Se trata de un ámbito práctico en el que Clinicas debería plantear preguntas en las primeras fases del proceso de puesta en marcha del estudio: ¿Cómo se detectarán las señales de seguridad procedentes de los ensayos clínicos en fase de desarrollo (DHT)? ¿Cuál es el plazo previsto para que el investigador las revise? ¿Qué procedimientos de escalado se han establecido en caso de que no sea posible contactar en persona con un participante que sufra un evento adverso?
4. El grado de madurez tecnológica es ahora un factor a tener en cuenta en la cualificación de los centros
El anexo 2 deja claro que compañías farmacéuticas debe evaluar las necesidades de formación y apoyo técnico de los investigadores Clinicas a la hora de planificar ensayos con metodologías novedosas, y que dicha evaluación debe servir de base tanto para la elaboración del protocolo como para la selección de los centros. Desde la perspectiva de los centros, esto significa que la capacidad para dar soporte a la recopilación de datos basada en DHT, a las plataformas de visitas a distancia, a las herramientas de consentimiento electrónico y, potencialmente, a la gestión de los productos en investigación directamente con los participantes, es cada vez más relevante para la competitividad de un centro a la hora de participar en un estudio.
Clinicas Las empresas que han invertido en sistemas electrónicos diseñados específicamente para este fin y validados, y que pueden demostrar que su personal está formado y que sus procesos están documentados, están mejor preparadas para afrontar las inspecciones y para atraer a los « compañías farmacéuticas » que necesitan demostrar el cumplimiento de las buenas prácticas clínicas (BPC) en diseños de ensayos complejos.
Una visión más amplia
El anexo 2 no introduce principios fundamentalmente nuevos. Lo que hace es aplicar los principios establecidos de las Buenas Prácticas Clínicas (BPC), como la protección de los participantes, la integridad de los datos, la responsabilidad de los investigadores y la supervisión del promotor, a la realidad de cómo se llevan a cabo los ensayos en la actualidad. Los elementos descentralizados, los diseños pragmáticos y los datos del mundo real ya no son conceptos emergentes que se prueban de forma marginal en la investigación clínica.

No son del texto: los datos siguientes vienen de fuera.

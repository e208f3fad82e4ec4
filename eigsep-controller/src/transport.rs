//! Serial sample transport
//!
//! A blocking reader thread decodes the ADC stream and forwards samples
//! into a channel; the sampler awaits the channel with a timeout.

use std::io::{self, Read};
use std::thread;
use std::time::Duration as StdDuration;

use embassy_sync::blocking_mutex::raw::CriticalSectionRawMutex;
use embassy_sync::channel::{Channel, TrySendError};
use embassy_time::{with_timeout, Duration};

use eigsep_core::sensor::RawPair;
use eigsep_core::traits::{SampleError, SampleSource};
use eigsep_protocol::SampleDecoder;

use crate::config::SerialConfig;
use crate::error::{ControllerError, ControllerResult};
use crate::shared::Shutdown;

/// Samples buffered between the reader thread and the sampler
pub const SAMPLE_QUEUE_LEN: usize = 16;

/// Pause after an I/O error before reading again
const IO_RETRY_DELAY: StdDuration = StdDuration::from_millis(100);

pub type SampleChannel =
    Channel<CriticalSectionRawMutex, Result<RawPair, SampleError>, SAMPLE_QUEUE_LEN>;

/// Queue a sample, dropping the oldest one when the queue is full
fn push(channel: &SampleChannel, item: Result<RawPair, SampleError>) {
    if let Err(TrySendError::Full(item)) = channel.try_send(item) {
        let _ = channel.try_receive();
        let _ = channel.try_send(item);
    }
}

/// Decode `reader` into `channel` until shutdown or end of stream
pub fn pump<R: Read>(
    mut reader: R,
    mut decoder: SampleDecoder,
    channel: &SampleChannel,
    shutdown: &Shutdown,
) {
    let mut buf = [0u8; 64];
    while !shutdown.is_requested() {
        match reader.read(&mut buf) {
            Ok(0) => {
                log::warn!("Sample stream closed");
                break;
            }
            Ok(n) => {
                for &byte in &buf[..n] {
                    if let Some(result) = decoder.feed(byte) {
                        push(
                            channel,
                            result.map_err(|err| {
                                log::debug!("Bad sample: {}", err);
                                SampleError::Malformed
                            }),
                        );
                    }
                }
            }
            // a gap this long means any partial frame is stale
            Err(err) if err.kind() == io::ErrorKind::TimedOut => decoder.reset(),
            Err(err) if err.kind() == io::ErrorKind::Interrupted => {}
            Err(err) => {
                log::warn!("Serial read failed: {}", err);
                push(channel, Err(SampleError::Io));
                thread::sleep(IO_RETRY_DELAY);
            }
        }
    }
    log::debug!("Serial reader stopped");
}

/// Open the serial port and start the reader thread
pub fn spawn_serial_reader(
    config: &SerialConfig,
    read_timeout: Duration,
    channel: &'static SampleChannel,
    shutdown: &'static Shutdown,
) -> ControllerResult<thread::JoinHandle<()>> {
    let port = serialport::new(&config.port, config.baud_rate)
        .timeout(StdDuration::from_millis(read_timeout.as_millis()))
        .open()
        .map_err(|source| ControllerError::Serial {
            port: config.port.clone(),
            source,
        })?;
    log::info!(
        "Reading {:?} samples from {} at {} baud",
        config.format,
        config.port,
        config.baud_rate
    );
    let decoder = SampleDecoder::new(config.format);
    Ok(thread::spawn(move || pump(port, decoder, channel, shutdown)))
}

/// Sample source fed by the reader thread
pub struct ChannelSource<'a> {
    channel: &'a SampleChannel,
    timeout: Duration,
}

impl<'a> ChannelSource<'a> {
    pub fn new(channel: &'a SampleChannel, timeout: Duration) -> Self {
        Self { channel, timeout }
    }
}

impl SampleSource for ChannelSource<'_> {
    async fn next_sample(&mut self) -> Result<RawPair, SampleError> {
        match with_timeout(self.timeout, self.channel.receive()).await {
            Ok(sample) => sample,
            Err(_) => Err(SampleError::Timeout),
        }
    }
}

Cada vez son más fundamentales para el diseño de los ensayos compañías farmacéuticas estudios , y el anexo 2 formaliza las expectativas de las BPC que conllevan.
Para las organizaciones que ya han ido desarrollando su infraestructura operativa y de cumplimiento normativo en torno a estas metodologías, el Anexo 2 confirma en gran medida la dirección que han seguido. Para aquellas que aún están tratando de ponerse al día, las directrices ofrecen un marco claro sobre lo que es necesario tener en marcha.
En resumen, tanto para compañías farmacéuticas como para Clinicas: lean el Anexo 2 junto con la directriz principal E6(R3) y el Anexo 1, evalúen sus procesos actuales en función de las expectativas que en ellos se establecen y den prioridad a la colaboración temprana con las autoridades reguladoras, con sus proveedores de tecnología y entre ustedes.